物理隔离部署是指设置和操作与不安全网络(尤其是互联网)物理隔离的任何联网系统。这种部署通常用于军事设施、金融系统、关键基础架构等高安全性环境,以及处理敏感数据,因而必须防范其受到外部威胁的任何位置。

2. 部署

SUSE Multi-Linux Manager 支持两种部署变体。

2.1. 通过虚拟机部署

建议的安装方法是使用所提供的 SUSE Multi-Linux Manager 虚拟机映像选项,因为所需的全部工具和容器映像都已预先加载并且随时可用。

For more information about installing SUSE Multi-Linux Manager Server Virtual Machine, see Deploy Server as a Virtual Machine.

要升级 SUSE Multi-Linux Manager 服务器,用户应升级系统中的所有软件包,并按照服务器升级中定义的过程操作。

2.2. Deploy SUSE Multi-Linux Manager on SL Micro

SUSE Multi-Linux Manager 还在 RPM 中提供了可在系统上安装的所需的全部容器映像。

用户应在内部网络上提供所需的 RPM。这可以通过使用第二个 SUSE Multi-Linux Manager 服务器或 RMT 服务器来完成。
Procedure: Install SUSE Multi-Linux Manager on SL Micro in Air-gapped

  1. Install SL Micro

  2. 更新系统

  3. 安装工具软件包和映像包(将 $ARCH$ 替换为正确的体系结构)

    transactional-update pkg install mgradm* mgrctl* multi-linux-manager-5.1-$ARCH$-server-*

  4. 重引导。

  5. Deploy SUSE Multi-Linux Manager with mgradm.

For more detailed information about installing SUSE Multi-Linux Manager Server on SL Micro, see Deploy Server as a Virtual Machine.

要升级 SUSE Multi-Linux Manager 服务器,用户应升级系统中的所有软件包,并按照服务器升级中定义的过程操作。

3. PTFs

The PTF images are not available as packages. This means that they should be pulled using podman on a machine with internet access, then saved in an archive, transferred to the air-gapped machine and loaded there.

Procedure: Pulling the image on a machine with internet access

  1. Install podman.

  2. Authenticate against the SUSE Registry using the SCC credentials:

    set +o history
echo SCC_MIRRORING_PASSWORD | podman login -u "SCC_MIRRORING_USER" --password-stdin registry.suse.com
set -o history

  3. Create a /tmp/ptf-images temporary file with the URL of the PTF images, one per line. In most of the cases only the server image is needed and it can be created with a command like the following, after replacing the SCC_USERID and PTFID values.

    SCC_USERID=aXXXX
PTFID=12345
echo "registry.suse.com/a/$SCC_USERID/$PTFID/multi-linux-manager/5.1/x86_64/server:latest-ptf-$PTFID" >>/tmp/ptf-images

  4. Pull each of the container images of the PTF and save them in a tar archive.

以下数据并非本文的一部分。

//! Loading configurations from JSON and TOML.

use std::path::Path;

use serde::de::DeserializeOwned;

use crate::error::{ConfigError, ConfigResult, Validate};
use crate::optimizer::OptimizerConfig;

/// Parses and validates a configuration from a JSON document.
pub fn from_json_str<T>(text: &str) -> ConfigResult<T>
where
    T: DeserializeOwned + Validate,
{
    let config: T = serde_json::from_str(text)?;
    config.validate_or_error()?;
    Ok(config)
}

/// Parses and validates a configuration from a TOML document.
pub fn from_toml_str<T>(text: &str) -> ConfigResult<T>
where
    T: DeserializeOwned + Validate,
{
    let config: T = toml::from_str(text)?;
    config.validate_or_error()?;
    Ok(config)
}

/// Reads a configuration file, choosing the format from its extension
/// (`.json` or `.toml`).
pub fn from_path<T>(path: impl AsRef<Path>) -> ConfigResult<T>
where
    T: DeserializeOwned + Validate,
{
    let path = path.as_ref();
    let text = std::fs::read_to_string(path)?;
    match path.extension().and_then(|e| e.to_str()) {
        Some("json") => from_json_str(&text),
        Some("toml") => from_toml_str(&text),
        other => Err(ConfigError::UnsupportedFormat(
            other.unwrap_or("<none>").to_string(),
        )),
    }
}

impl OptimizerConfig {
    /// Serializes to pretty-printed TOML.
    pub fn to_toml_string(&self) -> ConfigResult<String> {
        Ok(toml::to_string_pretty(self)?)
    }
}

#[cfg(test)]
mod tests {
    use super::*;
    use crate::optimizer::ZeroInterestPolicy;
    use std::io::Write;

    #[test]
    fn test_partial_json_uses_defaults() {
        let config: OptimizerConfig =
            from_json_str(r#"{"initial_guess": 500000.0, "zero_interest": "reject"}"#).unwrap();
        assert_eq!(config.initial_guess, 500_000.0);
        assert_eq!(config.zero_interest, ZeroInterestPolicy::Reject);
        assert_eq!(config.max_iterations, 200);
    }

    #[test]
    fn test_toml_round_trip() {
        let original = OptimizerConfig::high_precision();
        let text = original.to_toml_string().unwrap();
        let parsed: OptimizerConfig = from_toml_str(&text).unwrap();
        assert_eq!(parsed, original);
    }

    #[test]
    fn test_invalid_values_fail_validation() {
        let err = from_json_str::<OptimizerConfig>(r#"{"max_iterations": 0}"#).unwrap_err();
        assert!(matches!(err, ConfigError::Validation { ref field, .. } if field == "max_iterations"));
    }

    #[test]
    fn test_malformed_json() {
        let err = from_json_str::<OptimizerConfig>("{not json").unwrap_err();
        assert!(matches!(err, ConfigError::Deserialization(_)));
    }

    #[test]
    fn test_from_path_dispatches_on_extension() {
        let dir = tempfile::tempdir().unwrap();

        let toml_path = dir.path().join("optimizer.toml");
        let mut file = std::fs::File::create(&toml_path).unwrap();
        writeln!(file, "tolerance = 1e-9\nmax_iterations = 75").unwrap();
        let config: OptimizerConfig = from_path(&toml_path).unwrap();
        assert_eq!(config.tolerance, 1e-9);
        assert_eq!(config.max_iterations, 75);

        let yaml_path = dir.path().join("optimizer.yaml");
        std::fs::write(&yaml_path, "tolerance: 1e-9").unwrap();
        let err = from_path::<OptimizerConfig>(&yaml_path).unwrap_err();
        assert!(matches!(err, ConfigError::UnsupportedFormat(ref ext) if ext == "yaml"));
    }

    #[test]
    fn test_missing_file_is_io_error() {
        let err = from_path::<OptimizerConfig>("/nonexistent/capstack.toml").unwrap_err();
        assert!(matches!(err, ConfigError::Io(_)));
    }
}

    for image in `cat /tmp/ptf-images`; do
    podman pull $image
done
podman save -o /tmp/ptf-images.tar `cat /tmp/ptf-images`

  5. Transfer the /tmp/ptf-images.tar images archive on the server to patch.

Procedure: Loading the images on the server to patch

  1. Ensure the ptf-images.tar file is available on the server.

  2. Load the images from the archive:

    podman load -i ptf-images.tar

  3. Install the PTF using mgradm support ptf podman as would be done on a connected machine. Because the images are already loaded they will not be pulled.